President Goodluck Jonathan and his economic team began 2012 with a renewed focus on their Agenda for National Transformation (ANT), targeting wholesale reform across a range of economic sectors.
The new agenda, which was designed to complement the Vision 20:2020 development strategy, contained a number of macroeconomic objectives, led by the aim to maintain real GDP growth at around 7-8%. Other targets included reducing the federal government’s deficit to 1.5% of GDP by 2015 from 3.5% in 2010, removing a costly fuel subsidy, increasing capital spending and boosting non-oil revenues.
Achieving these objectives has required and will require a number of serious macro-level reforms, something that has often stymied attempts in the past to address structural issues in Nigeria’s economy. The size of the hurdles the President and his economic management team – a 24-member council featuring representatives from both the public and private sectors – faced in 2012 have reinforced this, and implementing the agenda was not without challenges.
The removal of the gasoline subsidy, a key component of fiscal saving, triggered a national strike, leading to a partial reversal of the decision two weeks later. The on-going turmoil that has struck at the privatisation process in the power sector – another area vital to the transformation agenda – with two key officials removed in recent months, has also dampened investor interest in a sector central to growth prospects.
However, despite short-term ups and downs and the broader uncertainty over reforms in the medium-term, long-term fundamentals, including Africa’s largest population and a wealth of natural resources, have helped it to maintain its overall momentum. The IMF maintained a positive outlook for baseline economic growth. Non-oil GDP growth was expected to reach 7.8% for 2012, while overall GDP expansion was forecast to rise slightly to 6.9%.
Efforts to address weaknesses in the banking industry also paid dividends in 2012. Remedial measures, which included bail-outs, forced mergers and the purchasing of $11bn in non-performing loans by the Asset Management Corporation of Nigeria (AMCON), resulted in an improved sector performance. In July, the IMF announced that “financial soundness indicators point to continued improvements in the health of the banking system. NPLs have declined sharply following their purchase by [...] AMCON and credit has stopped declining”. Third-quarter results for Nigeria’s banks reflected the sector’s shift onto a sounder footing, with significant gains in net profit posted by most of the larger players.
The nation’s capital markets indicated similar buoyancy over the year, with the Nigerian Stock Exchange (NSE) recording a 25.5% expansion in the first three quarters of 2012. Foreign interest in the NSE remained strong, with international investors accounting for 70% of stock ownership, while a year-on-year (y-o-y) rise to 30% from 20% in domestic ownership was viewed by the president of the exchange as a sign that Nigerians were making a return to the market.
Nigeria’s petroleum sector, which accounts for around 15% of GDP, recorded higher production over the year as a result of a decrease in crude oil theft in the Niger Delta and the re-entry into previously abandoned fields by major players.
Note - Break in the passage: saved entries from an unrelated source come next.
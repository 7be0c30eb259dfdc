//! In-memory recording driver.
//!
//! Records every statement it receives (including transaction control) and
//! answers from a queue of canned results. The whole test suite runs against
//! it without a live database.

use std::collections::VecDeque;
use std::sync::{Arc, Mutex};

use async_trait::async_trait;

use crate::driver::{Driver, ExecResult};
use crate::error::{WeaveError, WeaveResult};
use crate::value::Value;

/// One recorded statement.
#[derive(Debug, Clone, PartialEq)]
pub struct RecordedCall {
    pub sql: String,
    pub params: Vec<Value>,
}

#[derive(Default)]
struct RecordingState {
    calls: Mutex<Vec<RecordedCall>>,
    responses: Mutex<VecDeque<WeaveResult<ExecResult>>>,
}

impl RecordingState {
    fn record(&self, sql: &str, params: &[Value]) {
        self.calls.lock().unwrap().push(RecordedCall {
            sql: sql.to_string(),
            params: params.to_vec(),
        });
    }
}

/// A driver double that records statements and replays canned results.
///
/// Transaction-bound clones share the same recorded log, so a test sees
/// `BEGIN`, the statements, and `COMMIT`/`ROLLBACK` in execution order.
#[derive(Clone, Default)]
pub struct RecordingDriver {
    state: Arc<RecordingState>,
    in_tx: bool,
}

impl RecordingDriver {
    pub fn new() -> Self {
        Self::default()
    }

    /// Queue a result for the next unanswered `exec`.
    pub fn push_result(&self, result: ExecResult) {
        self.state.responses.lock().unwrap().push_back(Ok(result));
    }

    /// Queue a driver error for the next unanswered `exec`.
    pub fn push_error(&self, message: impl Into<String>) {
        self.state
            .responses
            .lock()
            .unwrap()
            .push_back(Err(WeaveError::driver(message)));
    }

    /// Everything executed so far, in order.
    pub fn calls(&self) -> Vec<RecordedCall> {
        self.state.calls.lock().unwrap().clone()
    }

    /// The SQL strings executed so far, in order.
    pub fn sql_log(&self) -> Vec<String> {
        self.state
            .calls
            .lock()
            .unwrap()
            .iter()
            .map(|c| c.sql.clone())
            .collect()
    }
}

#[async_trait]
impl Driver for RecordingDriver {
    async fn exec(&self, sql: &str, params: &[Value]) -> WeaveResult<ExecResult> {
        self.state.record(sql, params);
        self.state
            .responses
            .lock()
            .unwrap()
            .pop_front()
            .unwrap_or_else(|| Ok(ExecResult::default()))
    }

    async fn begin(&self) -> WeaveResult<Arc<dyn Driver>> {
        self.state.record("BEGIN", &[]);
        Ok(Arc::new(RecordingDriver {
            state: self.state.clone(),
            in_tx: true,
        }))
    }

    async fn commit(&self) -> WeaveResult<()> {
        if !self.in_tx {
            return Err(WeaveError::driver("commit outside a transaction"));
        }
        self.state.record("COMMIT", &[]);
        Ok(())
    }

    async fn rollback(&self) -> WeaveResult<()> {
        if !self.in_tx {
            return Err(WeaveError::driver("rollback outside a transaction"));
        }
        self.state.record("ROLLBACK", &[]);
        Ok(())
    }

    fn in_transaction(&self) -> bool {
        self.in_tx
    }

    async fn close(&self) -> WeaveResult<()> {
        Ok(())
    }
}

#[cfg(test)]
mod tests {
    use super::*;
    use crate::driver::Row;

    #[tokio::test]
    async fn records_and_replays() {
        let driver = RecordingDriver::new();
        let mut row = Row::new();
        row.insert("n".to_string(), Value::Int(1));
        driver.push_result(ExecResult::with_rows(vec![row]));

        let got = driver
            .exec("SELECT 1 AS \"n\"", &[Value::Int(5)])
            .await
            .unwrap();
        assert_eq!(got.row_count, 1);
        assert_eq!(
            driver.calls(),
            vec![RecordedCall {
                sql: "SELECT 1 AS \"n\"".to_string(),
                params: vec![Value::Int(5)],
            }]
        );
    }

    #[tokio::test]
    async fn transaction_control_shares_the_log() {
        let driver = RecordingDriver::new();
        let tx = driver.begin().await.unwrap();
        tx.exec("SELECT 1", &[]).await.unwrap();
        tx.commit().await.unwrap();
        assert_eq!(driver.sql_log(), vec!["BEGIN", "SELECT 1", "COMMIT"]);
    }

    #[tokio::test]
    async fn commit_outside_transaction_fails() {
        let driver = RecordingDriver::new();
        assert!(driver.commit().await.is_err());
        assert!(driver.rollback().await.is_err());
    }
}
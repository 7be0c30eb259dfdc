//! Error types for pgweave

use thiserror::Error;

/// Result type alias for pgweave operations
pub type WeaveResult<T> = Result<T, WeaveError>;

/// Error types surfaced to callers.
///
/// The core recovers nothing internally: driver failures pass through with
/// their message intact, and a failure inside a transaction callback rolls
/// the transaction back before surfacing.
#[derive(Debug, Clone, Error)]
pub enum WeaveError {
    /// Invalid schema or builder use (unsupported column type, empty INSERT,
    /// JOIN on a mutation, soft-delete operator on an uncovered table, ...)
    #[error("configuration error: {0}")]
    Configuration(String),

    /// Any failure surfaced by the driver
    #[error("driver error: {0}")]
    Driver(String),

    /// Migration runner failure (unregistered module, invalid name,
    /// unreadable directory, tracking table inaccessible)
    #[error("migration error: {0}")]
    Migration(String),
}

impl WeaveError {
    /// Create a configuration error
    pub fn configuration(message: impl Into<String>) -> Self {
        Self::Configuration(message.into())
    }

    /// Create a driver error
    pub fn driver(message: impl Into<String>) -> Self {
        Self::Driver(message.into())
    }

    /// Create a migration error
    pub fn migration(message: impl Into<String>) -> Self {
        Self::Migration(message.into())
    }

    /// Check if this is a configuration error
    pub fn is_configuration(&self) -> bool {
        matches!(self, Self::Configuration(_))
    }
}

impl From<tokio_postgres::Error> for WeaveError {
    fn from(err: tokio_postgres::Error) -> Self {
        // Prefer the server's message over the client wrapper's.
        match err.as_db_error() {
            Some(db_err) => Self::Driver(db_err.message().to_string()),
            None => Self::Driver(err.to_string()),
        }
    }
}
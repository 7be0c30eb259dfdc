//! # pgweave
//!
//! A runtime-schema PostgreSQL query builder and migration engine.
//!
//! Tables are declared as plain data: no code generation, no declarative
//! schema file. A [`Database`] handle hands out chainable builders that
//! render `$N`-parameterized SQL with a matching argument vector and
//! execute through a pluggable [`Driver`](driver::Driver).
//!
//! ```ignore
//! use pgweave::{Database, Filter, Order, record};
//! use pgweave::driver::PgDriver;
//! use pgweave::schema::{ColumnDef, ColumnType, DatabaseSchema, TableSchema};
//! use std::sync::Arc;
//!
//! let schema = DatabaseSchema::new().table(
//!     "users",
//!     TableSchema::new()
//!         .column("id", ColumnDef::new(ColumnType::Int).primary_key())
//!         .column("name", ColumnDef::new(ColumnType::Text)),
//! );
//!
//! let driver = Arc::new(PgDriver::connect("postgres://localhost/app").await?);
//! let db = Database::new(schema, driver)?;
//! db.create_tables().await?;
//!
//! db.query("users")
//!     .insert(record! { "id" => 1, "name" => "Alice" })
//!     .execute()
//!     .await?;
//!
//! let adults = db
//!     .query("users")
//!     .filter([("age", Filter::gt(18))])
//!     .order_by("name", Order::Asc)
//!     .execute()
//!     .await?;
//! ```

pub mod db;
pub mod driver;
pub mod error;
pub mod logger;
pub mod migrate;
pub mod qb;
pub mod schema;
pub mod soft_delete;
pub mod value;

mod ident;

pub use db::Database;
pub use driver::{ExecResult, Row};
pub use error::{WeaveError, WeaveResult};
pub use logger::{QueryLogger, TracingLogger};
pub use qb::{Assignments, Filter, JoinKind, Order, QueryBuilder};
pub use soft_delete::{SoftDeleteConfig, SoftDeleteScope};
pub use value::Value;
According to the central bank, crude oil production averaged 2.26m barrels per day (bpd) in third-quarter 2012, representing a y-o-y increase of 6.1%.
The industrial sector also gave a better performance, with the central bank’s industrial production index making y-o-y gains in each of the first three quarters of 2012. The bulk of the growth was attributed to increased activities in the electricity, mining and manufacturing sub-sectors.
However, while the manufacturing capacity utilisation rate showed consistent gains in the first three quarters of 2012, its modest contribution to GDP has also prompted some concern. Early in the year, the Minister for Trade and Investment Olusegun Aganga said the government aimed to increase manufacturing’s GDP input from its current level, estimated at between 3% and 5%, to at least 10%. The Manufacturers Association on Nigeria welcomed the announcement, while calling for a system of relief and incentives to be extended to all segments.
The government also announced in 2012 that it would like to raise the contribution of tourism to GDP from its current level of 1.6%. Speaking at the Abuja Carnival, a four-day cultural festival, in late November, Vice President Namadi Sambo suggested that the time was ripe for Nigeria to build strong, sustainable growth in tourism. “The sector provides economic development options with high capacity for empowerment and employment opportunities, poverty reduction as well as good returns for investment,” he said. Around 840,000 Nigerians are currently employed directly within the country’s tourism industry, representing only 1.4% of the labour force.
The government is expected to continue its drive to diversify the economy by reinvigorating established sectors such as manufacturing and encouraging growth in newer areas such as tourism. The country also plans to build on Nigeria’s position as Africa’s top destination for foreign direct investment (FDI) as it looks to secure funding for growth sectors. In 2012, the government announced an intention to boost FDI to $16bn in 2013 from the $8.9bn it attracted in 2011.
However, while the outlook of the nation’s economic growth remains positive, the Central Bank of Nigeria has identified a number of short- and mid-term downside risks. These include security challenges arising from religious conflict in some states and continuing corruption scandals. The country is also counting the economic cost of flooding, which affected several parts of the country in 2012 and resulted in a slowdown in agricultural-sector growth in the third quarter.